Hoy comienzo un nuevo ciclo de catequesis, dedicado al gran apóstol san Pablo. Como sabéis, a él está consagrado este año, que va desde la fiesta litúrgica de los apóstoles San Pedro y San Pablo del 29 de junio de 2008 hasta la misma fiesta de 2009. El apóstol san Pablo, figura excelsa y casi inimitable, pero en cualquier caso estimulante, se nos presenta como un ejemplo de entrega total al Señor y a su Iglesia, así como de gran apertura a la humanidad y a sus culturas.
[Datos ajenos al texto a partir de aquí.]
// Copyright 2025 Lorelog (https://github.com/lorelog)
//
// This program is free software: you can redistribute it and/or modify
// it under the terms of the GNU Affero General Public License as published by
// the Free Software Foundation, either version 3 of the License, or
// (at your option) any later version.
//
// This program is distributed in the hope that it will be useful,
// but WITHOUT ANY WARRANTY; without even the implied warranty of
// MERCHANTABILITY or FITNESS FOR A PARTICULAR PURPOSE. See the
// GNU Affero General Public License for more details.
//
// You should have received a copy of the GNU Affero General Public License
// along with this program. If not, see <https://www.gnu.org/licenses/>.

//! Event Category Taxonomy
//!
//! Closed classification of journal event types. The category set is
//! versioned with the crate; adding a variant is a schema change. Type tags
//! the map does not know about land in [`EventCategory::Unclassified`] with
//! the original tag preserved on the event.

use crate::error::QueryError;
use serde::{Deserialize, Serialize};
use std::fmt;
use std::str::FromStr;

/// Categories of journal events.
#[derive(Debug, Clone, Copy, PartialEq, Eq, PartialOrd, Ord, Hash, Serialize, Deserialize)]
#[serde(rename_all = "snake_case")]
pub enum EventCategory {
    /// Game session lifecycle (start, end, pause).
    Session,
    /// Movement between locations, docking, jumps.
    Travel,
    /// Damage, shields, bounties.
    Combat,
    /// Market transactions, cargo and resource movement.
    Trade,
    /// Scans, discoveries, resource collection in the field.
    Exploration,
    /// Mission and progression bookkeeping.
    Status,
    /// Chat and other player-to-player events.
    Social,
    /// Reserved category for type tags the taxonomy does not know.
    Unclassified,
}

impl EventCategory {
    /// All categories in declaration order, Unclassified last.
    pub const ALL: [EventCategory; 8] = [
        EventCategory::Session,
        EventCategory::Travel,
        EventCategory::Combat,
        EventCategory::Trade,
        EventCategory::Exploration,
        EventCategory::Status,
        EventCategory::Social,
        EventCategory::Unclassified,
    ];

    /// Stable lowercase name used in query payloads and statistics keys.
    pub fn as_str(self) -> &'static str {
        match self {
            EventCategory::Session => "session",
            EventCategory::Travel => "travel",
            EventCategory::Combat => "combat",
            EventCategory::Trade => "trade",
            EventCategory::Exploration => "exploration",
            EventCategory::Status => "status",
            EventCategory::Social => "social",
            EventCategory::Unclassified => "unclassified",
        }
    }
}

impl fmt::Display for EventCategory {
    fn fmt(&self, f: &mut fmt::Formatter<'_>) -> fmt::Result {
        f.write_str(self.as_str())
    }
}

impl FromStr for EventCategory {
    type Err = QueryError;

    fn from_str(s: &str) -> std::result::Result<Self, Self::Err> {
        match s.trim().to_ascii_lowercase().as_str() {
            "session" => Ok(EventCategory::Session),
            "travel" => Ok(EventCategory::Travel),
            "combat" => Ok(EventCategory::Combat),
            "trade" => Ok(EventCategory::Trade),
            "exploration" => Ok(EventCategory::Exploration),
            "status" => Ok(EventCategory::Status),
            "social" => Ok(EventCategory::Social),
            "unclassified" => Ok(EventCategory::Unclassified),
            other => Err(QueryError::UnknownCategory {
                got: other.to_string(),
                expected: EventCategory::ALL
                    .iter()
                    .map(|c| c.as_str())
                    .collect::<Vec<_>>()
                    .join(", "),
            }),
        }
    }
}

/// Static type-tag to category map.
///
/// Exhaustive over the tags the journal format documents today; anything
/// else is `Unclassified`. The tag string itself always survives on the
/// classified event, so an unmapped tag is analyzable later.
pub fn category_for_tag(tag: &str) -> EventCategory {
    match tag {
        "session_start" | "session_end" => EventCategory::Session,
        "location" | "jump" | "dock" | "undock" => EventCategory::Travel,
        "damage_taken" | "shield_down" | "bounty" => EventCategory::Combat,
        "market_buy" | "market_sell" | "cargo_transfer" => EventCategory::Trade,
        "resource_collected" | "resource_consumed" | "discovery_scan" => {
            EventCategory::Exploration
        }
        "mission_accepted" | "mission_completed" => EventCategory::Status,
        "chat" => EventCategory::Social,
        _ => EventCategory::Unclassified,
    }
}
Así pues, es justo no sólo que le dediquemos un lugar particular en nuestra veneración, sino también que nos esforcemos por comprender lo que nos puede decir también a nosotros, cristianos de hoy. En este primer encuentro, consideraremos el ambiente en el que vivió y actuó. Este tema parecería remontarnos a tiempos lejanos, dado que debemos insertarnos en el mundo de hace dos mil años. Y, sin embargo, esto sólo es verdad en apariencia y parcialmente, pues podremos constatar que, en varios aspectos, el actual contexto sociocultural no es muy diferente al de entonces.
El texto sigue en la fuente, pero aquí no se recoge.